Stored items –
=======
//! Wire contract shared by ftclient and ftserve
//!
//! Control channel: one command line from the client, one response line from
//! the server (a decimal byte count or free-text error), then `ACK` tokens.
//! Data channel: the server connects back and writes exactly the announced
//! number of bytes.

use std::fmt;

// Read/write granularity on both channels
pub const CHUNK_SIZE: usize = 500;

// Acknowledgment token, sent after listen-ready and after full receipt
pub const ACK: &str = "ACK";

pub mod command {
    pub const LIST: &str = "LIST";
    pub const GET: &str = "GET";
    pub const CD: &str = "CD";
}

// Error texts the reference server sends on the control channel
pub mod server_errors {
    pub const INVALID_COMMAND: &str = "INVALID COMMAND";
    pub const INVALID_RESPONSE: &str = "INVALID RESPONSE";
    pub const FILE_NOT_FOUND: &str = "FILE NOT FOUND";
    pub const DIRECTORY_NOT_FOUND: &str = "DIRECTORY NOT FOUND";
    pub const NOT_A_DIRECTORY: &str = "NOT A DIRECTORY";
    pub const ACCESS_DENIED: &str = "ACCESS DENIED";
    pub const CANNOT_TRANSFER_DIRECTORY: &str = "CANNOT TRANSFER DIRECTORY";
    pub const FILE_READ_ERROR: &str = "FILE READ ERROR";
    pub const ERROR_OCCURRED: &str = "ERROR OCCURRED";
}

pub mod timeouts {
    // Wake-up interval for blocked reads and accepts (ms)
    pub const POLL_INTERVAL_MS: u64 = 250;

    // Default wait for the peer to connect back (s); 0 waits forever
    pub const ACCEPT_SECS: u64 = 30;

    // Default control connect timeout (ms); 0 uses the OS default
    pub const CONNECT_MS: u64 = 10_000;
}

/// A request issued on the control channel
#[derive(Debug, Clone, PartialEq, Eq)]
pub enum Command {
    List,
    Get(String),
    Cd(String),
}

impl Command {
    pub fn name(&self) -> &'static str {
        match self {
            Command::List => command::LIST,
            Command::Get(_) => command::GET,
            Command::Cd(_) => command::CD,
        }
    }

    pub fn argument(&self) -> &str {
        match self {
            Command::List => "",
            Command::Get(name) | Command::Cd(name) => name,
        }
    }

    /// Encode as `<COMMAND> <data_port> <arg-or-empty>`.
    /// LIST keeps the trailing separator, the server trims it.
    pub fn to_line(&self, data_port: u16) -> String {
        format!("{} {} {}", self.name(), data_port, self.argument())
    }
}

impl fmt::Display for Command {
    fn fmt(&self, f: &mut fmt::Formatter<'_>) -> fmt::Result {
        match self {
            Command::List => f.write_str(command::LIST),
            other => write!(f, "{} {}", other.name(), other.argument()),
        }
    }
}

/// A command line as seen by the server
#[derive(Debug, Clone, PartialEq, Eq)]
pub struct Request {
    pub command: Command,
    pub data_port: u16,
}

#[derive(Debug, Clone, PartialEq, Eq)]
pub enum RequestError {
    /// First token is not a known command
    UnknownCommand(String),
    /// Data port missing or not a port number
    BadPort,
}

/// Parse a received command line. Leading and trailing whitespace around the
/// argument is dropped, inner spaces are kept.
pub fn parse_request(line: &str) -> std::result::Result<Request, RequestError> {
    let line = line.trim_start();
    let (name, rest) = line.split_once(char::is_whitespace).unwrap_or((line, ""));
    let name = name.trim_end();
    if ![command::LIST, command::GET, command::CD].contains(&name) {
        return Err(RequestError::UnknownCommand(name.to_string()));
    }
    let rest = rest.trim_start();
    let (port, arg) = rest.split_once(char::is_whitespace).unwrap_or((rest, ""));
    let data_port: u16 = port.parse().map_err(|_| RequestError::BadPort)?;
    if data_port == 0 {
        return Err(RequestError::BadPort);
    }
    let arg = arg.trim_matches(|c: char| c == '\r' || c == '\n' || c == '\t' || c == ' ');
    let command = match name {
        command::GET => Command::Get(arg.to_string()),
        command::CD => Command::Cd(arg.to_string()),
        _ => Command::List,
    };
    Ok(Request { command, data_port })
}

/// The server's reply to a command
#[derive(Debug, Clone, PartialEq, Eq)]
pub enum Response {
    /// Payload length to expect on the data channel
    Size(u64),
    /// Free-text error from the server
    Error(String),
}

impl Response {
    /// Classify a raw response. Only a run of ASCII digits (surrounding
    /// whitespace allowed) is a size; everything else is the error message.
    pub fn parse(raw: &[u8]) -> Self {
        let text = String::from_utf8_lossy(raw);
        let trimmed = text.trim();
        if !trimmed.is_empty() && trimmed.bytes().all(|b| b.is_ascii_digit()) {
            if let Ok(n) = trimmed.parse::<u64>() {
                return Response::Size(n);
            }
        }
        Response::Error(trimmed.to_string())
    }

    pub fn to_line(&self) -> String {
        match self {
            Response::Size(n) => n.to_string(),
            Response::Error(msg) => msg.clone(),
        }
    }
}

/// True when a control message is the acknowledgment token
pub fn is_ack(raw: &[u8]) -> bool {
    String::from_utf8_lossy(raw).trim() == ACK
}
=======
Exercise – Return only those lines of the records that contain the string "INVALID".

Task solution –
    pub const INVALID_COMMAND: &str = "INVALID COMMAND";
    pub const INVALID_RESPONSE: &str = "INVALID RESPONSE";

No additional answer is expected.